FIGURE 6.

Investigating biased agonism at the level of the LRT ternary complex. A, bias factors (log(α_Gq/α_βarr2)) calculated from molecular efficacies at AT₁R-G_q (α_Gq) and AT₁R-βarr2 (α_βarr2) fusion proteins. Positive bias values (blue) denote G_q-biased molecular efficacies, whereas negative values (red) denote βarr2-biased molecular efficacies. B, correlation analysis of molecular bias values calculated in vitro (Log(α_Gq/α_βarr2) relative to AngII) and bias values calculated in cells (β) according to the operational approach of Rajagopal et al. (17).
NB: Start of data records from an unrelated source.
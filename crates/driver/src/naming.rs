//! Naming services
//!
//! A naming service owns the slot (minor number) space of a class driver and
//! exposes one device node per allocated slot. The registration guard only
//! ever calls it while holding its lock.

use crate::class::ClassDriver;
use crate::error::NamingError;
use common::{PeripheralHandle, Slot};
use std::path::PathBuf;
use tracing::{debug, trace};

/// Result of a successful allocation
#[derive(Debug, Clone, PartialEq, Eq)]
pub struct Allocation {
    pub slot: Slot,
    pub minor: u32,
    /// Instance name, e.g. `google-servo0`
    pub name: String,
    /// Node path relative to the node root, e.g. `usb/google-servo0`
    pub node: PathBuf,
}

pub trait NamingService: Send {
    /// Reserve a slot and expose a device node for `handle`
    fn allocate(
        &mut self,
        class: &ClassDriver,
        handle: &PeripheralHandle,
    ) -> Result<Allocation, NamingError>;

    /// Remove the node and free the slot; revoking a free slot is a no-op
    fn revoke(&mut self, allocation: &Allocation);

    /// Number of slots currently allocated
    fn in_use(&self) -> usize;
}

/// In-memory minor bookkeeping with lowest-free-slot allocation
#[derive(Debug, Clone)]
pub struct MinorTable {
    used: Vec<bool>,
}

impl MinorTable {
    pub fn new(capacity: u32) -> Self {
        Self {
            used: vec![false; capacity as usize],
        }
    }

    /// Table sized to the class driver's minor range
    pub fn for_class(class: &ClassDriver) -> Self {
        Self::new(class.capacity())
    }

    pub fn capacity(&self) -> u32 {
        self.used.len() as u32
    }

    pub fn is_allocated(&self, slot: Slot) -> bool {
        self.used.get(slot.0 as usize).copied().unwrap_or(false)
    }
}

impl NamingService for MinorTable {
    fn allocate(
        &mut self,
        class: &ClassDriver,
        handle: &PeripheralHandle,
    ) -> Result<Allocation, NamingError> {
        let index = self
            .used
            .iter()
            .position(|used| !used)
            .ok_or(NamingError::Exhausted {
                capacity: self.capacity(),
            })?;
        self.used[index] = true;

        let slot = Slot(index as u32);
        let name = class.instance_name(slot.0);
        let node = class.devnode(&name);
        trace!("Allocated slot {} ({}) for {}", slot, name, handle);

        Ok(Allocation {
            slot,
            minor: class.minor_for(slot.0),
            name,
            node,
        })
    }

    fn revoke(&mut self, allocation: &Allocation) {
        match self.used.get_mut(allocation.slot.0 as usize) {
            Some(used) => *used = false,
            None => debug!("Revoke of out-of-range slot {}", allocation.slot),
        }
    }

    fn in_use(&self) -> usize {
        self.used.iter().filter(|used| **used).count()
    }
}

#[cfg(unix)]
pub use devfs::DevfsNaming;

#[cfg(unix)]
mod devfs {
    use super::{Allocation, MinorTable, NamingService};
    use crate::class::ClassDriver;
    use crate::error::NamingError;
    use common::PeripheralHandle;
    use std::fs;
    use std::io;
    use std::path::{Component, Path, PathBuf};
    use tracing::{debug, warn};

    /// Only plain relative components keep a node below the root
    fn stays_below_root(node: &Path) -> bool {
        node.components().next().is_some()
            && node.components().all(|c| matches!(c, Component::Normal(_)))
    }

    /// Exposes each node as a symlink `<root>/<devnode>` to the device's usbfs node
    #[derive(Debug)]
    pub struct DevfsNaming {
        root: PathBuf,
        minors: MinorTable,
    }

    impl DevfsNaming {
        pub fn new(root: impl Into<PathBuf>, class: &ClassDriver) -> Self {
            Self::with_minors(root, MinorTable::for_class(class))
        }

        pub fn with_minors(root: impl Into<PathBuf>, minors: MinorTable) -> Self {
            Self {
                root: root.into(),
                minors,
            }
        }

        pub fn root(&self) -> &Path {
            &self.root
        }

        /// Absolute location of a node path returned in an [`Allocation`]
        pub fn resolve(&self, node: &Path) -> PathBuf {
            self.root.join(node)
        }

        fn expose(&self, path: &Path, target: &Path) -> io::Result<()> {
            if let Some(parent) = path.parent() {
                fs::create_dir_all(parent)?;
            }

            // A link left behind by an unclean shutdown would make symlink() fail
            match fs::symlink_metadata(path) {
                Ok(meta) if meta.file_type().is_symlink() => fs::remove_file(path)?,
                Ok(_) => {
                    return Err(io::Error::new(
                        io::ErrorKind::AlreadyExists,
                        "node path is occupied by something other than a link",
                    ));
                }
                Err(e) if e.kind() == io::ErrorKind::NotFound => {}
                Err(e) => return Err(e),
            }

            std::os::unix::fs::symlink(target, path)
        }
    }

    impl NamingService for DevfsNaming {
        fn allocate(
            &mut self,
            class: &ClassDriver,
            handle: &PeripheralHandle,
        ) -> Result<Allocation, NamingError> {
            let allocation = self.minors.allocate(class, handle)?;
            let path = self.resolve(&allocation.node);
            let target = handle.usbfs_path();

            if !stays_below_root(&allocation.node) {
                self.minors.revoke(&allocation);
                return Err(NamingError::Node {
                    path,
                    source: io::Error::new(
                        io::ErrorKind::InvalidInput,
                        "node path leaves the node root",
                    ),
                });
            }

            if let Err(source) = self.expose(&path, &target) {
                self.minors.revoke(&allocation);
                return Err(NamingError::Node { path, source });
            }

            debug!("Exposed {} -> {}", path.display(), target.display());
            Ok(allocation)
        }

        fn revoke(&mut self, allocation: &Allocation) {
            let path = self.resolve(&allocation.node);
            match fs::remove_file(&path) {
                Ok(()) => debug!("Removed {}", path.display()),
                Err(e) if e.kind() == io::ErrorKind::NotFound => {
                    debug!("Node {} already gone", path.display())
                }
                Err(e) => warn!("Failed to remove {}: {}", path.display(), e),
            }
            self.minors.revoke(allocation);
        }

        fn in_use(&self) -> usize {
            self.minors.in_use()
        }
    }
}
Bias at the level of transducer-specific molecular efficacies was significantly correlated with cellular indices of bias (r² = 0.8605, p = 0.003 by two-tailed Pearson correlation), suggesting that biased molecular efficacies generate signaling bias in cells. Data represent the mean ± S.E. of at least three independent experiments. C, plotting molecular efficacy at each transducer (log α_Gq and log α_βarr2) versus the molecular bias between transducers (log α_Gq/α_βarr2)) uncovers a potential mechanism for generating bias at the AT₁R. βarr2-biased ligands (lower left) and G_q-biased ligands (upper right) clustered according to their transducer preferences. Trends in the vertical distances between log α_Gq (blue) and log α_βarr2 (red) suggest that βarr2 bias arises from a reciprocal loss in G_q molecular efficacy and gain in βarr2 efficacy, whereas G_q bias results from an increase in G_q molecular efficacy with no concomitant loss in βarr2 efficacy.